Но энергичная мамаша ни о какой отсрочке и слышать не хотела. Требовала: тут же прочесть и приговор вынести.
Я запротестовал:
— Нет, сейчас никак не могу… Стихам нужно внимание, вчитаться нужно…
Против новичков-поэтов в те дни я был достаточно предубежден, — сколько любительских виршей каждый день летело в редакционную корзину! Но меньше всего хотелось мне огорчить конфузливого юношу… Уж очень выжидательно-печальны были его глаза. От волнения он то закатывал их, то прикрывал воспаленными веками, то опять смотрел на меня с просящей покорностью.
Мамаша настаивала: прочти да прочти, и резолюцию — немедленно!

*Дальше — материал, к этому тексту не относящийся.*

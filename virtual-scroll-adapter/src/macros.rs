//! Logging shims. With `feature = "tracing"` these emit events under the
//! `virtual_scroll_adapter` target; otherwise they expand to nothing.

#[cfg(feature = "tracing")]
macro_rules! vlog {
    ($level:ident, $($tt:tt)*) => {
        tracing::$level!(target: "virtual_scroll_adapter", $($tt)*)
    };
}

#[cfg(not(feature = "tracing"))]
macro_rules! vlog {
    ($level:ident, $($tt:tt)*) => {};
}

macro_rules! vtrace {
    ($($tt:tt)*) => { vlog!(trace, $($tt)*) };
}

macro_rules! vdebug {
    ($($tt:tt)*) => { vlog!(debug, $($tt)*) };
}

macro_rules! vwarn {
    ($($tt:tt)*) => { vlog!(warn, $($tt)*) };
}
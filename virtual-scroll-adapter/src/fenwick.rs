use alloc::vec::Vec;
use core::cmp;

/// Prefix sums over item sizes with `O(log n)` point updates.
#[derive(Clone, Debug)]
pub(crate) struct Fenwick {
    tree: Vec<f64>, // 1-indexed
    max_bit: usize,
}

impl Fenwick {
    pub(crate) fn from_sizes(sizes: &[f64]) -> Self {
        let n = sizes.len();
        let mut tree = alloc::vec![0.0; n + 1];
        for i in 1..=n {
            tree[i] += sizes[i - 1];
            let j = i + lsb(i);
            if j <= n {
                tree[j] += tree[i];
            }
        }
        Self {
            tree,
            max_bit: if n == 0 { 0 } else { highest_power_of_two_leq(n) },
        }
    }

    pub(crate) fn len(&self) -> usize {
        self.tree.len().saturating_sub(1)
    }

    pub(crate) fn add(&mut self, index: usize, delta: f64) {
        let n = self.len();
        let mut i = index + 1;
        while i <= n {
            self.tree[i] += delta;
            i += lsb(i);
        }
    }

    /// Sum of the first `count` sizes.
    pub(crate) fn prefix_sum(&self, count: usize) -> f64 {
        let mut i = cmp::min(count, self.len());
        let mut sum = 0.0;
        while i > 0 {
            sum += self.tree[i];
            i &= i - 1;
        }
        sum
    }

    pub(crate) fn total(&self) -> f64 {
        self.prefix_sum(self.len())
    }

    /// Returns the number of items whose prefix sum is <= `target`.
    pub(crate) fn lower_bound(&self, mut target: f64) -> usize {
        let n = self.len();
        let mut idx = 0usize;
        let mut bit = self.max_bit;
        while bit != 0 {
            let next = idx + bit;
            if next <= n && self.tree[next] <= target {
                target -= self.tree[next];
                idx = next;
            }
            bit >>= 1;
        }
        idx
    }
}

fn lsb(i: usize) -> usize {
    i & i.wrapping_neg()
}

fn highest_power_of_two_leq(n: usize) -> usize {
    let mut p = 1usize;
    while p <= n / 2 {
        p <<= 1;
    }
    p
}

Нехотя раскрыл я листки и стал разбирать бисерные строчки. Буквы паутинными петельками давались с трудом; кажется — ни одного стихотворения толком и не прочел я тогда. Помню, эти юношеские стихи Осипа Эмильевича (которым он сам не придавал значения впоследствии) ничем не пленили меня, и уж я готов был отделаться от мамаши и сынка неопределенно-поощрительной формулой редакторской вежливости, когда — взглянув опять на юношу — я прочел в его взоре такую напряженную, упорно-страдальческую мольбу, что сразу как-то сдался и перешел на его сторону: за поэзию, против торговли кожей.
Я сказал с убеждением, даже несколько торжественно:
— Да, сударыня, ваш сын — талант.
Юноша вспыхнул, просиял, вскочил с места и начал бормотать что-то, потом вдруг засмеялся громким, задыхающимся смехом и опять сел. Мамаша удивленно примолкла; видимо, она не ждала такого «приговора» с моей стороны. Но быстро нашлась:
— Отлично, я согласна. Значит — печатайте!
Дело оборачивалось не в мою пользу: новичок-то теперь не отстанет… Но делать было нечего, — прощаясь с ним, я попросил «приносить еще».
Новичек стал заходить в «Аполлон» чуть не ежедневно, всегда со стихами, которые теперь он читал вслух с одному ему свойственными подвываниями и придыханиями, — почти что пел их, раскачиваясь в ритм всем своим щуплым телом. Так же читал он и чужие стихи. Если понравится — закроет глаза и зальется, повторяя строчку по несколько раз.
И сочинял он — вслух, словно выпевал словесную удачу. Никогда не встречал я стихотворца, для которого тембр слов, буквенное их качество, имело бы большее значение. Отсюда восторженная любовь Мандельштама к латыни и особенно к древнегреческому. Можно сказать, что античный мир он почувствовал до какого-то ясновидения через языковую стихию эллинства. Но и к России, к русской сути, к царской Москве и императорскому Петербургу, он прикоснулся тоже, возлюбив превыше всего — русскую речь, богатство ее словесных красот, полнозвучие ударных гласных, ритмическое дыхание строки.